Leveraging anywhere between 100% to 500% is considered normal and leveraging up to 10 times is also not rare. The managers invest with a line of credit from the brokers, in addition to your initial investment. Purchasing on margin can let you chase eye-dropping returns because it increases the market bets to the amount the parents can’t raise out of the pocket. The problem is that if the return fails to outpace the interest, the losses are magnified. Another catch is the interest rate is usually not as handsome as you wish it to be. the high volatility of cryptocurrency makes leveraging more deadly than in a traditional market. If luck goes against you, the fund can face serious margin calls. In this case, you may or may not have the choice to get out of it before losing more than you can afford.

Inaccessible for most

The minimum investment requirement makes crypto hedge funds inaccessible to most. You can expect to put down at least $100,000 to enter a fund. Additionally, hedge funds are illiquid investments — there is a contract requiring you to leave your money in the fund for an extended period of time. Sometimes you can get out in one year, but it can very well be longer too.

Long story short, before it’s time for you to cash out, you may have to keep filling the hole. Even if you earn a great return, the money isn’t in your pocket until the time constraint is met. So, if you are considering a crypto hedge fund, ask yourself how long you are willing to stay in the market.

How to Invest in Them

Let's talk about 2 ways to invest in crypto hedge funds: the traditional way and through online platforms.

The Traditional Way

The first and traditional way to invest is through a financial service firm, or to seek a hedge fund that’s right for you with the help of an investment professional.

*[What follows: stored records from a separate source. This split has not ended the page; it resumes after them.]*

//! Link management commands

use chrono::{DateTime, Utc};
use colored::Colorize;

use crate::interfaces::cli::CliError;
use crate::services::{AccessEvent, CreateLinkRequest, LinkService, ResolveOutcome};
use crate::utils::time_parser::parse_expire;

pub async fn add_link(
    service: &LinkService,
    url: String,
    password: Option<String>,
    memo: String,
    expire: Option<String>,
) -> Result<(), CliError> {
    let expire = match expire.as_deref() {
        Some(input) => parse_expire(input, Utc::now())?,
        None => 0,
    };

    let created = service
        .create_link(CreateLinkRequest {
            url: url.clone(),
            password,
            memo,
            expire,
        })
        .await?;

    match format_expire(expire) {
        Some(expires_at) => println!(
            "{} Added short link: {} -> {} (expires: {})",
            "✓".bold().green(),
            created.hash.cyan(),
            url.blue().underline(),
            expires_at.yellow()
        ),
        None => println!(
            "{} Added short link: {} -> {}",
            "✓".bold().green(),
            created.hash.cyan(),
            url.blue().underline()
        ),
    }
    println!(
        "{} Management token: {}",
        "ℹ".bold().blue(),
        created.token.magenta()
    );
    Ok(())
}

pub async fn get_link(
    service: &LinkService,
    hash: &str,
    password: Option<&str>,
) -> Result<(), CliError> {
    let outcome = service.resolve(hash, password).await?;
    print_outcome(hash, &outcome)
}

pub async fn visit_link(
    service: &LinkService,
    hash: &str,
    password: Option<&str>,
    ip: String,
    user_agent: String,
) -> Result<(), CliError> {
    let outcome = service.resolve(hash, password).await?;
    if matches!(outcome, ResolveOutcome::Target(_)) {
        let id = service
            .record_access(
                hash,
                AccessEvent {
                    ip,
                    user_agent,
                    ..AccessEvent::default()
                },
            )
            .await?;
        println!("{} Access recorded: {}", "✓".bold().green(), id.dimmed());
    }
    print_outcome(hash, &outcome)
}

pub async fn link_stats(
    service: &LinkService,
    hash: &str,
    token: &str,
    page: u64,
    size: u64,
    json: bool,
) -> Result<(), CliError> {
    let stats = service.access_stats(hash, token, page, size).await?;

    if json {
        let out = serde_json::to_string_pretty(&stats)
            .map_err(|e| CliError::CommandError(e.to_string()))?;
        println!("{}", out);
        return Ok(());
    }

    println!(
        "{} {} access records, page {}/{} (size {})",
        "ℹ".bold().blue(),
        stats.total.to_string().cyan(),
        stats.current,
        stats.pages,
        stats.size
    );
    for record in &stats.records {
        println!(
            "  {} {} {}",
            format_timestamp(record.created).yellow(),
            record.ip.white(),
            record.user_agent.dimmed()
        );
    }
    Ok(())
}

pub async fn delete_link(service: &LinkService, hash: &str, token: &str) -> Result<(), CliError> {
    service.delete_link(hash, token).await?;
    println!("{} Deleted short link: {}", "✓".bold().green(), hash.cyan());
    Ok(())
}

pub async fn ping(service: &LinkService) -> Result<(), CliError> {
    service.health_check().await?;
    println!("{} pong", "✓".bold().green());
    Ok(())
}

fn print_outcome(hash: &str, outcome: &ResolveOutcome) -> Result<(), CliError> {
    match outcome {
        ResolveOutcome::Target(url) => {
            println!("{} -> {}", hash.cyan(), url.blue().underline());
            Ok(())
        }
        ResolveOutcome::PasswordRequired => Err(CliError::CommandError(format!(
            "link '{}' is password protected, pass --password",
            hash
        ))),
        ResolveOutcome::PasswordMismatch => Err(CliError::CommandError(format!(
            "wrong password for link '{}'",
            hash
        ))),
    }
}

fn format_expire(expire: i64) -> Option<String> {
    (expire > 0).then(|| format_timestamp(expire))
}

fn format_timestamp(secs: i64) -> String {
    DateTime::<Utc>::from_timestamp(secs, 0)
        .map(|t| t.format("%Y-%m-%d %H:%M:%S UTC").to_string())
        .unwrap_or_else(|| secs.to_string())
}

For the most part, your advisor should have a wide range of resources on the open funds. They can conduct a background check on the manager and analyze the performance as well as the strategy for you systematically. Sometimes, you may be able to invest straight from the financial service firm you work with. You can add the hedge fund to your general portfolio for your advisor to monitor it for you.

The problem is many firms do not offer any cryptocurrency investment opportunity or hedge funds made up exclusively by crypto products. Large firms such as Fidelity and Merrill Lynch have done research on cryptocurrencies, but strictly exclude them from their portfolios even restricting advisors from promoting them.

Online Platforms

If you do not have an advisor or the firm you work with does not include cryptocurrency investment, you can also find and invest in funds online through various platforms. Platforms like the eToro Cryptofund or Strix Leviathan allow you to choose from any mixed selections of cryptocurrencies to form a fund. These funds are easy to navigate and the platform makes the searching process much more accessible.

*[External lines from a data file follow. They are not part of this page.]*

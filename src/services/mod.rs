pub mod link_service;
pub mod shorten;

pub use link_service::{
    AccessEvent, CreateLinkRequest, CreatedLink, LinkService, ResolveOutcome, StatsPage,
};
pub use shorten::HashGenerator;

Doing your homework before an investment never hurts. Generally speaking, avoid evaluating a fund solely based on the return and performance history. Make a comprehensive evaluation based on what your investment goals are, how the specific hedge fund would meet your goal, and whether it's compatible with your risk tolerance.

Bottom Line

The risks and advantages of crypto hedge funds can balance each other out, lure you in, or push you out based on your personal risk tolerance, so there's no right answer as to whether or not you should invest your capital. Before investing, carefully evaluate the risks and any unexpected surprises that may occur, and invest in whatever suits your financial situation. Any investment will always come with its own set of advantages and disadvantages.